Luc Hermann
Labos tout-puissants dans Big Pharma
Plus riches et plus puissantes que jamais, les firmes pharmaceutiques orientent la recherche et le remboursement des soins. Enquête sur une industrie hors de contrôle, dont les intérêts ne coïncident pas toujours avec les impératifs de santé publique.
Sous quel angle avez-vous abordé ce documentaire ?
Luc Hermann : Bien qu'il soit difficile de mener un travail d'investigation sur l'industrie pharmaceutique, nous avons enquêté pendant un an sur la financiarisation de l'écosystème du médicament. Notre objectif était de montrer que certains laboratoires, semblables à de véritables multinationales, sont désormais plus puissants que les États.
Comment est-ce possible ?
Ceux que l'on nomme communément les "Big Pharma", tels que les laboratoires suisses Novartis et Roche, les américains Pfizer et Johnson & Johnson, et le français Sanofi, sont devenus ces dernières années des machines financières extrêmement puissantes qui cherchent, dans une concurrence effrénée, à rentabiliser le plus rapidement possible leurs médicaments. Grâce à leur intense lobbying, ils orientent les financements de la recherche et les remboursements publics vers leurs traitements, qui sont les plus coûteux, mettant ainsi en péril le système solidaire de santé publique. La course au vaccin contre le Covid-19 représente un nouvel exemple de leur cynisme incroyable pour s'octroyer le monopole de la recherche sur certaines maladies.

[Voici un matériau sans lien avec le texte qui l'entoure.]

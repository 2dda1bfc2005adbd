// Copyright 2025 Apache Doris Community
// Licensed under the Apache License, Version 2.0

//! Table and partition statistics
//!
//! Every field is optional: an absent value means "unknown", never zero.

use ms_common::constants::{NUM_FILES, NUM_ROWS, RAW_DATA_SIZE, TOTAL_SIZE};
use serde::{Deserialize, Serialize};
use std::collections::HashMap;

/// Row and size statistics kept in table or partition parameters
#[derive(Debug, Clone, Copy, PartialEq, Eq, Default, Serialize, Deserialize)]
pub struct BasicStatistics {
    pub file_count: Option<u64>,
    pub row_count: Option<u64>,
    pub in_memory_data_size: Option<u64>,
    pub on_disk_data_size: Option<u64>,
}

impl BasicStatistics {
    /// Read statistics from parameters; negative or unparseable values are unknown.
    pub fn from_parameters(parameters: &HashMap<String, String>) -> Self {
        let read = |key: &str| parameters.get(key).and_then(|v| v.trim().parse::<u64>().ok());
        Self {
            file_count: read(NUM_FILES),
            row_count: read(NUM_ROWS),
            in_memory_data_size: read(RAW_DATA_SIZE),
            on_disk_data_size: read(TOTAL_SIZE),
        }
    }

    /// Write known values into `parameters`, removing keys for unknown ones
    pub fn apply_to_parameters(&self, parameters: &mut HashMap<String, String>) {
        for (key, value) in [
            (NUM_FILES, self.file_count),
            (NUM_ROWS, self.row_count),
            (RAW_DATA_SIZE, self.in_memory_data_size),
            (TOTAL_SIZE, self.on_disk_data_size),
        ] {
            match value {
                Some(v) => {
                    parameters.insert(key.to_string(), v.to_string());
                }
                None => {
                    parameters.remove(key);
                }
            }
        }
    }

    pub fn is_empty(&self) -> bool {
        *self == Self::default()
    }
}

/// Minimum or maximum of a column
#[derive(Debug, Clone, PartialEq, Serialize, Deserialize)]
pub enum StatisticValue {
    Long(i64),
    Double(f64),
    Text(String),
}

#[derive(Debug, Clone, PartialEq, Default, Serialize, Deserialize)]
pub struct ColumnStatistics {
    pub min: Option<StatisticValue>,
    pub max: Option<StatisticValue>,
    pub null_count: Option<u64>,
    pub distinct_values_count: Option<u64>,
    pub max_value_size_in_bytes: Option<u64>,
    pub true_count: Option<u64>,
    pub false_count: Option<u64>,
}

/// Statistics of a table or one partition
#[derive(Debug, Clone, PartialEq, Default, Serialize, Deserialize)]
pub struct PartitionStatistics {
    pub basic: BasicStatistics,
    pub columns: HashMap<String, ColumnStatistics>,
}

impl PartitionStatistics {
    pub fn empty() -> Self {
        Self::default()
    }

    pub fn new(basic: BasicStatistics, columns: HashMap<String, ColumnStatistics>) -> Self {
        Self { basic, columns }
    }

    pub fn is_empty(&self) -> bool {
        self.basic.is_empty() && self.columns.is_empty()
    }
}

Quelles difficultés avez-vous rencontrées dans cette enquête ?
Si nous avons pu, par exemple, interroger des médecins, des professeurs, des économistes de la santé, des patients et des avocats de victimes de certains médicaments, nous avons en revanche déploré les refus d'interviews de presque tous les grands laboratoires. Ces derniers ont, pour la plupart, longtemps caché ou minimisé les effets secondaires graves ou les effets addictifs de certains de leurs traitements dans un pur but mercantiliste. C'est le cas de Sanofi, seul laboratoire à avoir accepté de nous répondre. Un de leurs médicaments contre l'épilepsie, la Dépakine, a entraîné des malformations du fœtus chez les femmes enceintes. Le laboratoire vient d'ailleurs d'être mis en examen pour "homicides involontaires".
Cela signifie-t-il que des solutions existent pour contrer la toute-puissance de ces laboratoires ?
La justice prend du temps. Il faut absolument que les États et leurs agences du médicament renforcent les contrôles sur les laboratoires et les sanctionnent lourdement dès le début d'une suspicion d'information cachée. Dans les pays qui en ont les moyens, la recherche publique doit être mieux financée et les médecins, mieux rémunérés pour empêcher tout conflit d'intérêts.